What to produce — Repeat the entries that appear below, exactly and in full.

Supplied data —
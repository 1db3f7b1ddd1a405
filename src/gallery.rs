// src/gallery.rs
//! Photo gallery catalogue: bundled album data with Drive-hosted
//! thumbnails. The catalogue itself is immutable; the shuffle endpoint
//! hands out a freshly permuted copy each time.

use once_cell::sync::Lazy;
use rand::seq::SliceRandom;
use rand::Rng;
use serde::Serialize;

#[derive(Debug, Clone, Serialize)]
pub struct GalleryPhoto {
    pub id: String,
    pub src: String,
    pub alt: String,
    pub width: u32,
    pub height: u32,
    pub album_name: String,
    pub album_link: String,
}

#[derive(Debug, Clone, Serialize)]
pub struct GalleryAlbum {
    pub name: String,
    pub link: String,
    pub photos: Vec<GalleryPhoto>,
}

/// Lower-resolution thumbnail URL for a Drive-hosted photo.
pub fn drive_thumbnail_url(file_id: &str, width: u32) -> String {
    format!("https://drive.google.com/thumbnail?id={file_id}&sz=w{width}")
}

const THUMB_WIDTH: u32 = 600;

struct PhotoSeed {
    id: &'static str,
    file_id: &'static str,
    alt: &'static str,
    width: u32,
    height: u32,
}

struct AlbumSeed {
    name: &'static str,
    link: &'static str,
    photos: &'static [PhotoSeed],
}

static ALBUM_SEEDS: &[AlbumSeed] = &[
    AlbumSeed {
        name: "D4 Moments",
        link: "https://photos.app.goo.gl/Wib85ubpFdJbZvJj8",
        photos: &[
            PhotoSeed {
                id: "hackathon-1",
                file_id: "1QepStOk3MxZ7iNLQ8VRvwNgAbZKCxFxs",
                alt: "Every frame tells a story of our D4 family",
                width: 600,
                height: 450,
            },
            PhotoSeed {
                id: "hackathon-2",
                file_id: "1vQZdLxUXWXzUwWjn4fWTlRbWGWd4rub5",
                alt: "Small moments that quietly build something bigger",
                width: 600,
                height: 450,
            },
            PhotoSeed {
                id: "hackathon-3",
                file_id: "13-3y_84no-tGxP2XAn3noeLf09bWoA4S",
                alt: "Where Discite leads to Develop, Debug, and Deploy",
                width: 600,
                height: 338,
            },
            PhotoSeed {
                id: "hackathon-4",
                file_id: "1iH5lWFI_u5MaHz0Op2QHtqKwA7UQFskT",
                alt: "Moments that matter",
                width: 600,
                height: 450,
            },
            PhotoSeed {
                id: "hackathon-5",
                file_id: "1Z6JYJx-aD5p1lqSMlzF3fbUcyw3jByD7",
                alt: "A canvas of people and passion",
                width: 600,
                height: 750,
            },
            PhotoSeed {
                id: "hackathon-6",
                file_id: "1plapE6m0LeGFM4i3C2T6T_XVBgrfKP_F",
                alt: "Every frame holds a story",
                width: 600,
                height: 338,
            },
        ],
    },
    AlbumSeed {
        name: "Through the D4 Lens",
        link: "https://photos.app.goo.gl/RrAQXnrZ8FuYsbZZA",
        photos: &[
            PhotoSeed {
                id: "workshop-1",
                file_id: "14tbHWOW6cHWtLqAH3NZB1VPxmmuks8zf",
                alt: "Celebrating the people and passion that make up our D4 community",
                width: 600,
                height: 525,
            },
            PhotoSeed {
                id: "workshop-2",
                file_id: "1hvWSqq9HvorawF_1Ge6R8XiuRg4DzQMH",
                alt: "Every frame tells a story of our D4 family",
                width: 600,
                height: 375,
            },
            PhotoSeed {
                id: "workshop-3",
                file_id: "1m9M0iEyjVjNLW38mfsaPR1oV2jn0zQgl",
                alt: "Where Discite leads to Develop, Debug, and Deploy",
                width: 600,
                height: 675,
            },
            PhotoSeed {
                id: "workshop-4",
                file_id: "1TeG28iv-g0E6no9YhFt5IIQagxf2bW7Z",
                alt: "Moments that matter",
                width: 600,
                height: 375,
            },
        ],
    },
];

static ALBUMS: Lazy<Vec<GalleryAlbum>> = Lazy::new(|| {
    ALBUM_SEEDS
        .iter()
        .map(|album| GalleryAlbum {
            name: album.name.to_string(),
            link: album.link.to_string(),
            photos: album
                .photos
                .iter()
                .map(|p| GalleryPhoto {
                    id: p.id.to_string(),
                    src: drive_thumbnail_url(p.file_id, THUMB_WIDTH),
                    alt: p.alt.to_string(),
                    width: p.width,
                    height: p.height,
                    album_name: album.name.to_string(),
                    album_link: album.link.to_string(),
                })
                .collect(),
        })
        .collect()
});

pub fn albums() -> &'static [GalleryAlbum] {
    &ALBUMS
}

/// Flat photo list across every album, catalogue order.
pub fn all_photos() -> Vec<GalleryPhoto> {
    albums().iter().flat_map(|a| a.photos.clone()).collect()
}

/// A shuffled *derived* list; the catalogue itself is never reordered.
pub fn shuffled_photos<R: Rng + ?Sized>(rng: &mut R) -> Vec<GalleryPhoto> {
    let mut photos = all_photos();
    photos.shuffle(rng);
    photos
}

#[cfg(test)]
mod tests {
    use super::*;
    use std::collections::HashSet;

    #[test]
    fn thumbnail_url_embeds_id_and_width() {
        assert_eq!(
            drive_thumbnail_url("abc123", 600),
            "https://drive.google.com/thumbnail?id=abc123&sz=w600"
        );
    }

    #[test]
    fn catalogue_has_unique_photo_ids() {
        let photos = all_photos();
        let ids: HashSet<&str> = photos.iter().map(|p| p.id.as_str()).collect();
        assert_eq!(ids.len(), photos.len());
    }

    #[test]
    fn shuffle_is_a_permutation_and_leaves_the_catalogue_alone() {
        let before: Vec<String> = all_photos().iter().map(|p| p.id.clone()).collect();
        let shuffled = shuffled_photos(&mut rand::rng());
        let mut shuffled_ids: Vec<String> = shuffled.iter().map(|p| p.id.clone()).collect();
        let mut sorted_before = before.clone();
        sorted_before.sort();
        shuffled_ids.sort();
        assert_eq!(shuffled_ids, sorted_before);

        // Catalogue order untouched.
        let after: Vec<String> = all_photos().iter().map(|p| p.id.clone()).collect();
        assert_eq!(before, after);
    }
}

Output —
repository 1db3f7b1ddd1a405
filename src/gallery.rs
// src/gallery.rs
//! Photo gallery catalogue: bundled album data with Drive-hosted
//! thumbnails. The catalogue itself is immutable; the shuffle endpoint
//! hands out a freshly permuted copy each time.

use once_cell::sync::Lazy;
use rand::seq::SliceRandom;
use rand::Rng;
use serde::Serialize;

#[derive(Debug, Clone, Serialize)]
pub struct GalleryPhoto {
    pub id: String,
    pub src: String,
    pub alt: String,
    pub width: u32,
    pub height: u32,
    pub album_name: String,
    pub album_link: String,
}

#[derive(Debug, Clone, Serialize)]
pub struct GalleryAlbum {
    pub name: String,
    pub link: String,
    pub photos: Vec<GalleryPhoto>,
}

/// Lower-resolution thumbnail URL for a Drive-hosted photo.
pub fn drive_thumbnail_url(file_id: &str, width: u32) -> String {
    format!("https://drive.google.com/thumbnail?id={file_id}&sz=w{width}")
}

const THUMB_WIDTH: u32 = 600;

struct PhotoSeed {
    id: &'static str,
    file_id: &'static str,
    alt: &'static str,
    width: u32,
    height: u32,
}

struct AlbumSeed {
    name: &'static str,
    link: &'static str,
    photos: &'static [PhotoSeed],
}

static ALBUM_SEEDS: &[AlbumSeed] = &[
    AlbumSeed {
        name: "D4 Moments",
        link: "https://photos.app.goo.gl/Wib85ubpFdJbZvJj8",
        photos: &[
            PhotoSeed {
                id: "hackathon-1",
                file_id: "1QepStOk3MxZ7iNLQ8VRvwNgAbZKCxFxs",
                alt: "Every frame tells a story of our D4 family",
                width: 600,
                height: 450,
            },
            PhotoSeed {
                id: "hackathon-2",
                file_id: "1vQZdLxUXWXzUwWjn4fWTlRbWGWd4rub5",
                alt: "Small moments that quietly build something bigger",
                width: 600,
                height: 450,
            },
            PhotoSeed {
                id: "hackathon-3",
                file_id: "13-3y_84no-tGxP2XAn3noeLf09bWoA4S",
                alt: "Where Discite leads to Develop, Debug, and Deploy",
                width: 600,
                height: 338,
            },
            PhotoSeed {
                id: "hackathon-4",
                file_id: "1iH5lWFI_u5MaHz0Op2QHtqKwA7UQFskT",
                alt: "Moments that matter",
                width: 600,
                height: 450,
            },
            PhotoSeed {
                id: "hackathon-5",
                file_id: "1Z6JYJx-aD5p1lqSMlzF3fbUcyw3jByD7",
                alt: "A canvas of people and passion",
                width: 600,
                height: 750,
            },
            PhotoSeed {
                id: "hackathon-6",
                file_id: "1plapE6m0LeGFM4i3C2T6T_XVBgrfKP_F",
                alt: "Every frame holds a story",
                width: 600,
                height: 338,
            },
        ],
    },
    AlbumSeed {
        name: "Through the D4 Lens",
        link: "https://photos.app.goo.gl/RrAQXnrZ8FuYsbZZA",
        photos: &[
            PhotoSeed {
                id: "workshop-1",
                file_id: "14tbHWOW6cHWtLqAH3NZB1VPxmmuks8zf",
                alt: "Celebrating the people and passion that make up our D4 community",
                width: 600,
                height: 525,
            },
            PhotoSeed {
                id: "workshop-2",
                file_id: "1hvWSqq9HvorawF_1Ge6R8XiuRg4DzQMH",
                alt: "Every frame tells a story of our D4 family",
                width: 600,
                height: 375,
            },
            PhotoSeed {
                id: "workshop-3",
                file_id: "1m9M0iEyjVjNLW38mfsaPR1oV2jn0zQgl",
                alt: "Where Discite leads to Develop, Debug, and Deploy",
                width: 600,
                height: 675,
            },
            PhotoSeed {
                id: "workshop-4",
                file_id: "1TeG28iv-g0E6no9YhFt5IIQagxf2bW7Z",
                alt: "Moments that matter",
                width: 600,
                height: 375,
            },
        ],
    },
];

static ALBUMS: Lazy<Vec<GalleryAlbum>> = Lazy::new(|| {
    ALBUM_SEEDS
        .iter()
        .map(|album| GalleryAlbum {
            name: album.name.to_string(),
            link: album.link.to_string(),
            photos: album
                .photos
                .iter()
                .map(|p| GalleryPhoto {
                    id: p.id.to_string(),
                    src: drive_thumbnail_url(p.file_id, THUMB_WIDTH),
                    alt: p.alt.to_string(),
                    width: p.width,
                    height: p.height,
                    album_name: album.name.to_string(),
                    album_link: album.link.to_string(),
                })
                .collect(),
        })
        .collect()
});

pub fn albums() -> &'static [GalleryAlbum] {
    &ALBUMS
}

/// Flat photo list across every album, catalogue order.
pub fn all_photos() -> Vec<GalleryPhoto> {
    albums().iter().flat_map(|a| a.photos.clone()).collect()
}

/// A shuffled *derived* list; the catalogue itself is never reordered.
pub fn shuffled_photos<R: Rng + ?Sized>(rng: &mut R) -> Vec<GalleryPhoto> {
    let mut photos = all_photos();
    photos.shuffle(rng);
    photos
}

#[cfg(test)]
mod tests {
    use super::*;
    use std::collections::HashSet;

    #[test]
    fn thumbnail_url_embeds_id_and_width() {
        assert_eq!(
            drive_thumbnail_url("abc123", 600),
            "https://drive.google.com/thumbnail?id=abc123&sz=w600"
        );
    }

    #[test]
    fn catalogue_has_unique_photo_ids() {
        let photos = all_photos();
        let ids: HashSet<&str> = photos.iter().map(|p| p.id.as_str()).collect();
        assert_eq!(ids.len(), photos.len());
    }

    #[test]
    fn shuffle_is_a_permutation_and_leaves_the_catalogue_alone() {
        let before: Vec<String> = all_photos().iter().map(|p| p.id.clone()).collect();
        let shuffled = shuffled_photos(&mut rand::rng());
        let mut shuffled_ids: Vec<String> = shuffled.iter().map(|p| p.id.clone()).collect();
        let mut sorted_before = before.clone();
        sorted_before.sort();
        shuffled_ids.sort();
        assert_eq!(shuffled_ids, sorted_before);

        // Catalogue order untouched.
        let after: Vec<String> = all_photos().iter().map(|p| p.id.clone()).collect();
        assert_eq!(before, after);
    }
}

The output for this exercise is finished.